The simultaneous growth through my adolescence is tightly linked with the growth of the “Half-Life” series, impressing on me a deep passion for video games and the experiences they bring us. I found community, friends, love, heartbreak, compassion, rage, growth, and acceptance with the “Half-Life” series serving as a backdrop to my frequently confused and introverted mind. I learned the importance of resistance and social justice with “Half-Life 2” as my analog for what we should fight for and how we should act, or what our intentions should be. Broadly speaking, of course. I realize we don’t get invaded by alternate-dimension slave-farming slugs very much ...
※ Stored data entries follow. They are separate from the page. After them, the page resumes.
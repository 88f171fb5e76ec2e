use axum::http::StatusCode;
use axum::response::{IntoResponse, Response};
use makeup_core::error::CoreError;
use makeup_db::StoreError;
use serde_json::json;

/// Application-level error type for HTTP handlers.
///
/// Wraps [`CoreError`] for domain errors and [`StoreError`] for data-access
/// failures, and adds HTTP-specific variants. Implements [`IntoResponse`] to
/// produce consistent JSON error responses inside the `{ "data": null }`
/// envelope.
#[derive(Debug, thiserror::Error)]
pub enum AppError {
    /// A domain-level error from `makeup_core`.
    #[error(transparent)]
    Core(#[from] CoreError),

    /// A data-access error from `makeup_db`.
    #[error(transparent)]
    Store(#[from] StoreError),

    /// A bad request with a human-readable message.
    #[error("Bad request: {0}")]
    BadRequest(String),

    /// The route exists but does not accept this method. Reported as 404.
    #[error("Unsupported method: {0}")]
    UnsupportedMethod(&'static str),

    /// An internal error with a human-readable message.
    #[error("Internal error: {0}")]
    InternalError(String),
}

/// Convenience type alias for handler return values.
pub type AppResult<T> = Result<T, AppError>;

impl IntoResponse for AppError {
    fn into_response(self) -> Response {
        let (status, code, message) = match &self {
            // --- CoreError variants ---
            AppError::Core(core) => match core {
                CoreError::NotFound { entity, key } => (
                    StatusCode::NOT_FOUND,
                    "NOT_FOUND",
                    format!("{entity} with key {key} not found"),
                ),
                CoreError::Validation(msg) => {
                    (StatusCode::BAD_REQUEST, "VALIDATION_ERROR", msg.clone())
                }
                CoreError::Unauthorized(msg) => {
                    (StatusCode::UNAUTHORIZED, "UNAUTHORIZED", msg.clone())
                }
                CoreError::Internal(msg) => {
                    tracing::error!(error = %msg, "Internal core error");
                    internal_error()
                }
            },

            // --- Store errors ---
            // Collisions are retried in the handler; one that escapes is a
            // server fault.
            AppError::Store(StoreError::DuplicateTransactionId) => {
                tracing::error!("Transaction id collision reached the error mapper");
                internal_error()
            }
            AppError::Store(StoreError::Database(err)) => classify_sqlx_error(err),

            // --- HTTP-specific errors ---
            AppError::BadRequest(msg) => (StatusCode::BAD_REQUEST, "BAD_REQUEST", msg.clone()),
            AppError::UnsupportedMethod(msg) => {
                (StatusCode::NOT_FOUND, "UNSUPPORTED_METHOD", (*msg).to_string())
            }
            AppError::InternalError(msg) => {
                tracing::error!(error = %msg, "Internal error");
                internal_error()
            }
        };

        let body = json!({
            "data": null,
            "error": message,
            "code": code,
        });

        (status, axum::Json(body)).into_response()
    }
}

fn internal_error() -> (StatusCode, &'static str, String) {
    (
        StatusCode::INTERNAL_SERVER_ERROR,
        "INTERNAL_ERROR",
        "An internal error occurred".to_string(),
    )
}

/// Classify a sqlx error into an HTTP status, error code, and message.
///
/// - `RowNotFound` maps to 404.
/// - Everything else maps to 500 with a sanitized message.
fn classify_sqlx_error(err: &sqlx::Error) -> (StatusCode, &'static str, String) {
    match err {
        sqlx::Error::RowNotFound => (
            StatusCode::NOT_FOUND,
            "NOT_FOUND",
            "Resource not found".to_string(),
        ),
        other => {
            tracing::error!(error = %other, "Database error");
            internal_error()
        }
    }
}
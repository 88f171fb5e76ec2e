//! Makeup artist (provider) model.

use makeup_core::types::DbId;
use serde::Serialize;
use sqlx::FromRow;

/// A row from the `makeup_artists` table, as exposed to API clients.
///
/// Serialized with the public field names (`image`, `services`) clients
/// already consume.
#[derive(Debug, Clone, PartialEq, Eq, FromRow, Serialize)]
#[serde(rename_all = "camelCase")]
pub struct Artist {
    pub id: DbId,
    pub first_name: String,
    pub last_name: String,
    #[sqlx(rename = "profile_photo_url")]
    #[serde(rename = "image")]
    pub image_url: String,
    pub short_key: String,
    #[serde(rename = "services")]
    pub service_params: String,
}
I gained a love for physics and discovered a deeply emotional joy within the mysteries of quantum mechanics through “Half-Life.” I wanted to be the protagonist, Gordon Freeman, and pursue a degree at MIT and get a job somewhere exploring the unending questions of the universe. Though this is not something I ended up doing (sorry, Craig), I still frequently think about the beautiful mundanity of working in a lab, tirelessly working at equations and theoretical concepts like quantum mechanics and the illusion of free will.
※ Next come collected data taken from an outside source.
/// Name of the unique constraint guarding appointment transaction tokens.
pub const TRANSACTION_ID_CONSTRAINT: &str = "uq_appointments_transaction_id";

/// PostgreSQL SQLSTATE for unique constraint violations.
const UNIQUE_VIOLATION: &str = "23505";

/// Errors surfaced by a [`BookingStore`](crate::BookingStore).
#[derive(Debug, thiserror::Error)]
pub enum StoreError {
    /// The generated transaction token is already taken by another booking.
    #[error("Transaction id already in use")]
    DuplicateTransactionId,

    /// Any other connection, query, or constraint failure.
    #[error("Database error: {0}")]
    Database(#[from] sqlx::Error),
}

/// Return `true` if `err` is a unique violation of the named constraint.
pub fn is_unique_violation(err: &sqlx::Error, constraint: &str) -> bool {
    match err {
        sqlx::Error::Database(db_err) => {
            db_err.code().as_deref() == Some(UNIQUE_VIOLATION)
                && db_err.constraint() == Some(constraint)
        }
        _ => false,
    }
}
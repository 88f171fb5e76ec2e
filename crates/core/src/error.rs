#[derive(Debug, thiserror::Error)]
pub enum CoreError {
    #[error("Entity not found: {entity} with key {key}")]
    NotFound { entity: &'static str, key: String },

    #[error("Validation failed: {0}")]
    Validation(String),

    #[error("Unauthorized: {0}")]
    Unauthorized(String),

    #[error("Internal error: {0}")]
    Internal(String),
}
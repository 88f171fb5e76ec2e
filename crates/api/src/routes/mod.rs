pub mod health;

use axum::routing::{get, post};
use axum::Router;

use crate::handlers;
use crate::state::AppState;

/// Build the `/api` route tree. Every route here requires `X-API-KEY`.
///
/// Route hierarchy:
///
/// ```text
/// /categories                  list (GET)
/// /artists                     list (GET)
/// /artist                      400, key missing
/// /artist/{short_key}          get (GET)
/// /appointment                 create (POST), any other method -> 404
/// ```
pub fn api_routes() -> Router<AppState> {
    Router::new()
        .route("/categories", get(handlers::category::list))
        .route("/artists", get(handlers::artist::list))
        .route("/artist", get(handlers::artist::missing_short_key))
        .route("/artist/", get(handlers::artist::missing_short_key))
        .route(
            "/artist/{short_key}",
            get(handlers::artist::get_by_short_key),
        )
        .route(
            "/appointment",
            post(handlers::appointment::create)
                .fallback(handlers::appointment::unsupported_method),
        )
}

/// Public, unauthenticated pages.
///
/// ```text
/// /t/{transaction_id}          booking confirmation page (HTML)
/// ```
pub fn public_routes() -> Router<AppState> {
    Router::new().route(
        "/t/{transaction_id}",
        get(handlers::confirmation::show),
    )
}
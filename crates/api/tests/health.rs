//! Integration tests for the health check endpoint and general HTTP behaviour.

mod common;

use std::sync::atomic::Ordering;

use axum::body::Body;
use axum::http::{Method, Request, StatusCode};
use common::{body_json, default_test_app, get_anonymous, send};

// ---------------------------------------------------------------------------
// Test: GET /health returns 200 with expected JSON fields
// ---------------------------------------------------------------------------

#[tokio::test]
async fn health_check_returns_ok_with_json() {
    let test_app = default_test_app();
    let response = get_anonymous(test_app.app(), "/health").await;

    assert_eq!(response.status(), StatusCode::OK);

    let json = body_json(response).await;
    assert_eq!(json["status"], "ok");
    assert!(json["version"].is_string());
    assert_eq!(json["db_healthy"], true);
}

// ---------------------------------------------------------------------------
// Test: an unreachable database reports degraded, still 200
// ---------------------------------------------------------------------------

#[tokio::test]
async fn health_check_reports_degraded_database() {
    let test_app = default_test_app();
    test_app.store.fail_database.store(true, Ordering::SeqCst);

    let response = get_anonymous(test_app.app(), "/health").await;

    assert_eq!(response.status(), StatusCode::OK);
    let json = body_json(response).await;
    assert_eq!(json["status"], "degraded");
    assert_eq!(json["db_healthy"], false);
}

// ---------------------------------------------------------------------------
// Test: Unknown route returns 404
// ---------------------------------------------------------------------------

#[tokio::test]
async fn unknown_route_returns_404() {
    let test_app = default_test_app();
    let response = get_anonymous(test_app.app(), "/this-route-does-not-exist").await;

    assert_eq!(response.status(), StatusCode::NOT_FOUND);
}

// ---------------------------------------------------------------------------
// Test: x-request-id header is present in response
// ---------------------------------------------------------------------------

#[tokio::test]
async fn response_contains_x_request_id_header() {
    let test_app = default_test_app();
    let response = get_anonymous(test_app.app(), "/health").await;

    let request_id = response
        .headers()
        .get("x-request-id")
        .expect("Response must contain an x-request-id header");

    // A generated UUID is 36 characters with hyphens.
    assert_eq!(request_id.to_str().unwrap().len(), 36);
}

// ---------------------------------------------------------------------------
// Test: a caller-supplied x-request-id is echoed back
// ---------------------------------------------------------------------------

#[tokio::test]
async fn caller_request_id_is_propagated() {
    let test_app = default_test_app();
    let request = Request::builder()
        .method(Method::GET)
        .uri("/health")
        .header("x-request-id", "booking-trace-1")
        .body(Body::empty())
        .unwrap();

    let response = send(test_app.app(), request).await;

    assert_eq!(
        response.headers().get("x-request-id").unwrap(),
        "booking-trace-1"
    );
}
I would roll on the floor, laughing so hard I began to sweat while playing with “Half-Life” mods like “Garry’s Mod” (modifications that allowed the player to push the game engine to its limits, often with hilarious results). Building comical scenes and scenarios with my friends would illustrate many long nights during my teens, only ending when the sun came up or we simply could not continue to hold our eyes open. More so than any specific scenario, I remember laughing a lot, sides aching, cheeks hurting. That is no small gift.
I know I am not alone here. “Half-Life” has been installed on many computers with many other gamers going through many other things: Playing it during the parents’ divorce to comfortably distract from the decaying home life; playing at night, clandestine, to connect with distant friends or family; playing at a LAN party, screaming at the top of your lungs as someone launches a dumpster at you in multiplayer; playing after that funeral so you could revisit locations in-game and remember the time you spent there with that friend; watching your friend play the Ravenholm chapter on Halloween night; laughing with your squad as you accidentally break the game and have to restart from the previous save; finding creative ways to waste time between loading screens.
“Half-Life” has been perpetually installed on my computer since 2004 because, in no small way, it helped shape who I was, and who I am, perhaps even who I aspire to be. And while I lament the reality that I may never play through the exciting conclusion to this amazing story ... we’ll always have City 17.
Brett Massé is currently playing “I Have No Mouth and I Must Freeman,” by Nick Kornek.